=== Section Start ===

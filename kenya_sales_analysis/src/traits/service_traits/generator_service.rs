use crate::model::sales::sales_dataset::*;

pub trait GeneratorService {
    #[doc = r#"
        Generates `record_count` transactions.
        The output depends only on the generator settings and the catalog.
    "#]
    fn generate_sales_dataset(&self) -> anyhow::Result<SalesDataset>;
}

=== Section End ===

• **How to complete this task**
Would you transcribe the data above exactly as it stands?

• **Written answer**
filename kenya_sales_analysis/src/traits/service_traits/generator_service.rs
use crate::model::sales::sales_dataset::*;

pub trait GeneratorService {
    #[doc = r#"
        Generates `record_count` transactions.
        The output depends only on the generator settings and the catalog.
    "#]
    fn generate_sales_dataset(&self) -> anyhow::Result<SalesDataset>;
}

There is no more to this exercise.